Die Frauen haben es am eigenen Leibe erlebt: Sie waren wieder mal, wie seit jeher, die ersten, die nach Hause geschickt wurden, als die Rezession anbrach. Ihnen wurde die letzte Illusion bei Zauberformeln wie "Wachstum" und "Lebensstandard" genommen. Deshalb können Frauen das alles auch noch deutlicher sehen.

"Frauen sind eben näher am Leben" - ein beliebtes Schlagwort, mit dem man uns schon immer in die Ecke "naturverbunden, aber im übrigen doof" zu drängen versuchte. Nein, so nicht! Wir sind wirklich näher am Leben, aber nicht von Natur aus, sondern, weil wir mehr und vor allem intensiver mit Menschen umgehen: mit Kindern, Kunden, Verkäuferinnen, Arbeitskolleginnen, Nachbarinnen, das heißt: mit Menschen ohne Macht. Wir sind näher am Leben, weil wir den Alltagsschmutz wegmachen, kochen, waschen - auch wenn wir einen Beruf haben. [...]

5. Pascha des Monats (aus: EMMA Juli '77, S. 5)
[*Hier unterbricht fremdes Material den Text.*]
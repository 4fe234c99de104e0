//! HTTP vocabulary used by the binder: methods and route patterns.

use std::fmt;
use std::str::FromStr;

use crate::error::BinderError;

/// HTTP request methods.
#[derive(Debug, Clone, Copy, PartialEq, Eq, Hash)]
pub enum HttpMethod {
    Get,
    Post,
    Put,
    Patch,
    Delete,
    Head,
    Options,
}

impl HttpMethod {
    /// Returns the method as a string slice.
    pub fn as_str(&self) -> &'static str {
        match self {
            Self::Get => "GET",
            Self::Post => "POST",
            Self::Put => "PUT",
            Self::Patch => "PATCH",
            Self::Delete => "DELETE",
            Self::Head => "HEAD",
            Self::Options => "OPTIONS",
        }
    }

    /// Whether handlers on this method may declare body-carrying parameters.
    ///
    /// GET, HEAD, DELETE and OPTIONS are treated as body-less.
    pub fn allows_body(&self) -> bool {
        matches!(self, Self::Post | Self::Put | Self::Patch)
    }
}

impl fmt::Display for HttpMethod {
    fn fmt(&self, f: &mut fmt::Formatter<'_>) -> fmt::Result {
        write!(f, "{}", self.as_str())
    }
}

impl FromStr for HttpMethod {
    type Err = String;

    fn from_str(s: &str) -> Result<Self, Self::Err> {
        match s.to_uppercase().as_str() {
            "GET" => Ok(Self::Get),
            "POST" => Ok(Self::Post),
            "PUT" => Ok(Self::Put),
            "PATCH" => Ok(Self::Patch),
            "DELETE" => Ok(Self::Delete),
            "HEAD" => Ok(Self::Head),
            "OPTIONS" => Ok(Self::Options),
            _ => Err(format!("Invalid HTTP method: {}", s)),
        }
    }
}

// ============================================================================
// Route patterns
// ============================================================================

/// A parsed route pattern such as `/users/{user_id}/posts/{post_id:int}`.
///
/// Only the declared parameter names matter to the binder; matching paths
/// against patterns is the serving runtime's job.
#[derive(Debug, Clone, PartialEq, Eq)]
pub struct RoutePattern {
    raw: String,
    params: Vec<String>,
}

impl RoutePattern {
    /// Parse a pattern, collecting `{name}` and `{name:converter}` segments.
    pub fn parse(pattern: &str) -> Result<Self, BinderError> {
        let invalid = |reason: &str| BinderError::InvalidRoutePattern {
            pattern: pattern.to_string(),
            reason: reason.to_string(),
        };

        let mut params: Vec<String> = Vec::new();
        let mut rest = pattern;

        while let Some(open) = rest.find('{') {
            if rest[..open].contains('}') {
                return Err(invalid("unbalanced '}'"));
            }
            let after = &rest[open + 1..];
            let close = after.find('}').ok_or_else(|| invalid("unclosed '{'"))?;
            let inner = &after[..close];
            if inner.contains('{') {
                return Err(invalid("nested '{'"));
            }

            let name = inner.split(':').next().unwrap_or_default().trim();
            if name.is_empty() {
                return Err(invalid("empty parameter name"));
            }
            if params.iter().any(|p| p == name) {
                return Err(invalid(&format!("parameter '{}' appears twice", name)));
            }
            params.push(name.to_string());

            rest = &after[close + 1..];
        }

        if rest.contains('}') {
            return Err(invalid("unbalanced '}'"));
        }

        Ok(Self {
            raw: pattern.to_string(),
            params,
        })
    }

    /// The pattern as registered
    pub fn as_str(&self) -> &str {
        &self.raw
    }

    /// Declared path-parameter names, in order of appearance
    pub fn param_names(&self) -> &[String] {
        &self.params
    }

    pub fn has_param(&self, name: &str) -> bool {
        self.params.iter().any(|p| p == name)
    }

    /// A route without path parameters
    pub fn is_static(&self) -> bool {
        self.params.is_empty()
    }
}

impl fmt::Display for RoutePattern {
    fn fmt(&self, f: &mut fmt::Formatter<'_>) -> fmt::Result {
        f.write_str(&self.raw)
    }
}
//! Body payload decoding
//!
//! The binder asks a [`BodyDecoder`] to turn raw body bytes into a [`Value`],
//! then validates that value against the declared annotation. The decoder is
//! configurable so a runtime can plug in another wire format, and so tests
//! can count decode calls.

use thiserror::Error;

use crate::error::{ErrorType, SourcePosition, ValidationError};
use crate::value::Value;

/// A payload that could not be decoded
#[derive(Error, Debug, Clone, PartialEq)]
#[error("{message}")]
pub struct DecodeError {
    pub message: String,
    pub position: Option<SourcePosition>,
}

impl DecodeError {
    pub fn new(message: impl Into<String>) -> Self {
        Self {
            message: message.into(),
            position: None,
        }
    }

    pub fn at(mut self, position: SourcePosition) -> Self {
        self.position = Some(position);
        self
    }

    /// Convert into a body validation error
    pub fn into_validation_error(self) -> ValidationError {
        let error = ValidationError::new(
            "body",
            "",
            format!("Invalid JSON: {}", self.message),
            ErrorType::JsonInvalid,
        );
        match self.position {
            Some(position) => error.at(position),
            None => error,
        }
    }
}

/// Decodes raw body bytes into a dynamic value
pub trait BodyDecoder: Send + Sync {
    fn decode(&self, body: &[u8]) -> Result<Value, DecodeError>;

    /// Name used in diagnostics
    fn name(&self) -> &'static str {
        "custom"
    }
}

/// Default decoder backed by `serde_json`
#[derive(Debug, Clone, Copy, Default)]
pub struct JsonDecoder;

impl BodyDecoder for JsonDecoder {
    fn decode(&self, body: &[u8]) -> Result<Value, DecodeError> {
        match serde_json::from_slice::<serde_json::Value>(body) {
            Ok(json) => Ok(Value::from_json(&json)),
            Err(e) => {
                let (line, column) = (e.line(), e.column());
                let message = e.to_string();
                Err(DecodeError::new(message).at(SourcePosition {
                    offset: byte_offset(body, line, column),
                    line,
                    column,
                }))
            }
        }
    }

    fn name(&self) -> &'static str {
        "json"
    }
}

/// Byte offset of a 1-based line/column pair
fn byte_offset(body: &[u8], line: usize, column: usize) -> usize {
    let line_start: usize = body
        .split(|b| *b == b'\n')
        .take(line.saturating_sub(1))
        .map(|l| l.len() + 1)
        .sum();
    (line_start + column.saturating_sub(1)).min(body.len())
}

#[cfg(test)]
mod tests {
    use super::*;

    #[test]
    fn test_json_decoder_success() {
        let value = JsonDecoder.decode(br#"{"name":"x","price":1.5}"#).unwrap();
        assert_eq!(value.get("name"), Some(&Value::from("x")));
        assert_eq!(value.get("price"), Some(&Value::Float(1.5)));
    }

    #[test]
    fn test_json_decoder_reports_position() {
        let error = JsonDecoder.decode(b"{\n  \"name\": }").unwrap_err();
        let position = error.position.unwrap();
        assert_eq!(position.line, 2);
        assert!(position.column > 0);
        assert!(position.offset > 2);
    }

    #[test]
    fn test_decode_error_into_validation_error() {
        let error = DecodeError::new("expected value")
            .at(SourcePosition { offset: 3, line: 1, column: 4 })
            .into_validation_error();
        assert_eq!(error.location, "body");
        assert_eq!(error.error_type, ErrorType::JsonInvalid);
        assert_eq!(error.position.map(|p| p.column), Some(4));
    }

    #[test]
    fn test_byte_offset() {
        assert_eq!(byte_offset(b"ab\ncd", 2, 2), 4);
        assert_eq!(byte_offset(b"ab", 1, 1), 0);
        assert_eq!(byte_offset(b"ab", 9, 9), 2);
    }
}
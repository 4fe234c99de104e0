//! Source inference
//!
//! Decides, once per parameter at registration, which part of the request a
//! parameter reads from. First match wins:
//!
//! 1. an explicit marker (a dependency marker always wins)
//! 2. a reserved request-alias name, or a request annotation
//! 3. a name declared as a path parameter by the route
//! 4. an upload annotation reads from `file`
//! 5. safe methods read from `query`; unsafe methods read structured types
//!    from `body` and everything else from `query`

use thiserror::Error;

use crate::config::BinderConfig;
use crate::field::Source;
use crate::handler::Marker;
use crate::http::HttpMethod;
use crate::types::Annotation;

/// A payload-reading source on a method that cannot carry a payload
#[derive(Error, Debug, Clone, Copy, PartialEq, Eq)]
#[error("{location} parameters are not allowed on {method} requests")]
pub struct BodyNotAllowed {
    pub location: Source,
    pub method: HttpMethod,
}

/// Infer the source of one parameter
pub fn infer_source(
    name: &str,
    annotation: &Annotation,
    marker: Option<&Marker>,
    path_params: &[String],
    method: HttpMethod,
    config: &BinderConfig,
) -> Result<Source, BodyNotAllowed> {
    let source = match marker {
        Some(marker) => marker_source(marker),
        None if config.is_request_alias(name) => Source::Request,
        None if matches!(annotation, Annotation::Request) => Source::Request,
        None if path_params.iter().any(|p| p == name) => Source::Path,
        None if annotation.is_upload() => Source::File,
        None if !method.allows_body() => Source::Query,
        None if annotation.is_structured() => Source::Body,
        None => Source::Query,
    };

    if source.reads_body() && !method.allows_body() {
        return Err(BodyNotAllowed {
            location: source,
            method,
        });
    }

    Ok(source)
}

fn marker_source(marker: &Marker) -> Source {
    match marker {
        Marker::Depends(_) => Source::Dependency,
        Marker::Path => Source::Path,
        Marker::Query => Source::Query,
        Marker::Header => Source::Header,
        Marker::Cookie => Source::Cookie,
        Marker::Body => Source::Body,
        Marker::Form => Source::Form,
        Marker::File => Source::File,
    }
}

#[cfg(test)]
mod tests {
    use super::*;
    use crate::types::{ModelField, ModelSchema};

    fn item() -> Annotation {
        Annotation::model(ModelSchema::new("Item").field(ModelField::new("name", Annotation::string())))
    }

    fn infer(name: &str, annotation: &Annotation, marker: Option<&Marker>, method: HttpMethod) -> Result<Source, BodyNotAllowed> {
        infer_source(name, annotation, marker, &["id".to_string()], method, &BinderConfig::default())
    }

    #[test]
    fn test_marker_wins() {
        let source = infer("id", &Annotation::int(), Some(&Marker::Header), HttpMethod::Get).unwrap();
        assert_eq!(source, Source::Header);
    }

    #[test]
    fn test_request_alias() {
        assert_eq!(infer("request", &Annotation::Any, None, HttpMethod::Get), Ok(Source::Request));
        assert_eq!(infer("req", &Annotation::Any, None, HttpMethod::Post), Ok(Source::Request));
        assert_eq!(infer("r", &Annotation::Request, None, HttpMethod::Get), Ok(Source::Request));
    }

    #[test]
    fn test_configured_request_alias() {
        let config = BinderConfig::default().request_alias("ctx");
        let source = infer_source("ctx", &Annotation::Any, None, &[], HttpMethod::Get, &config);
        assert_eq!(source, Ok(Source::Request));
    }

    #[test]
    fn test_path_param_by_name() {
        assert_eq!(infer("id", &Annotation::int(), None, HttpMethod::Get), Ok(Source::Path));
        assert_eq!(infer("id", &item(), None, HttpMethod::Post), Ok(Source::Path));
    }

    #[test]
    fn test_safe_method_infers_query() {
        assert_eq!(infer("q", &Annotation::string(), None, HttpMethod::Get), Ok(Source::Query));
        assert_eq!(infer("filters", &item(), None, HttpMethod::Get), Ok(Source::Query));
        assert_eq!(infer("q", &Annotation::string(), None, HttpMethod::Delete), Ok(Source::Query));
    }

    #[test]
    fn test_unsafe_method_infers_body_for_structured() {
        assert_eq!(infer("item", &item(), None, HttpMethod::Post), Ok(Source::Body));
        assert_eq!(infer("items", &Annotation::list(item()), None, HttpMethod::Put), Ok(Source::Body));
        assert_eq!(infer("q", &Annotation::string(), None, HttpMethod::Patch), Ok(Source::Query));
    }

    #[test]
    fn test_upload_infers_file() {
        assert_eq!(infer("f", &Annotation::Upload, None, HttpMethod::Post), Ok(Source::File));
    }

    #[test]
    fn test_body_marker_on_get_rejected() {
        let error = infer("item", &item(), Some(&Marker::Body), HttpMethod::Get).unwrap_err();
        assert_eq!(error.location, Source::Body);
        assert_eq!(error.method, HttpMethod::Get);

        for method in [HttpMethod::Head, HttpMethod::Delete, HttpMethod::Options] {
            assert!(infer("f", &Annotation::string(), Some(&Marker::Form), method).is_err());
            assert!(infer("f", &Annotation::Upload, None, method).is_err());
        }
    }
}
Er pirscht sich ran. An die Frauenfrage. Günter Grass, als Pascha kein Neuling. Zur Zeit seiner "Blechtrommel" saß er den Frauen noch unter den Röcken. Jetzt kriecht er uns auf den Schoß. Propagiert die Legende, die Frauen seien von Natur aus die besseren Menschen. Ausersehen, nun die böse Welt und vor allem die armen, bösen Männer zu retten. Und jetzt will er auch noch unser Maskottchen werden. Sein neuer Roman "Der Butt" sei - so verspricht der Klappentext - die "ungeschriebene Geschichte der Frauen überhaupt". Nicht unbescheiden. Mit diesem Ziel nun rast Gege auf 694 Seiten durch die gesamte Weltgeschichte. Von den steinzeitlichen Müttern, dreibrüstig, "Aua" genannt, über Zeugungen, "Klitorisentstehung" bis zu den Feministinnen von heute. Günter war überall dabei. Vor allem bei den Frauen, "die sich aus vagen Gründen als lesbisch begriffen und deshalb einem feministischen Zirkel angehörten, dessen erstes Gebot den radikalen Verzicht auf penetrierende Männer aussprach". Toll, wie er sich da auskennt. Gege hat emsig gesammelt, weiß alles, verwurstet alles. Der zu erwartenden feministischen Kritik versucht er auch gleich die Luft abzulassen: "Der Herr Schriftsteller suche wohl Stoff, wolle sich anbiedern, mal schmarotzen, seine Komplexe in Literatur ummünzen", läßt er sein feministisches Tribunal prophetisch formulieren. Exakt so ist sein Buch. Und dabei weit davon entfernt, "pralle Dichtung" zu sein. Es ist halt leidig, wenn man über Sachen schreibt, die einen nichts angehen. Da können Bildungsberge aufgetürmt, der Zeitgeist hart bedrängt, winzige Kuriosa gesammelt werden. Am Ende kommt doch nur Geschwätziges dabei heraus. Wort- und Ideengeklingel. Armer Gege. Hättest du abgelassen von den Frauen, du wärst (vielleicht) ein Dichter geblieben. So aber reichts nur zum modischen Softy mit Schnauzbart.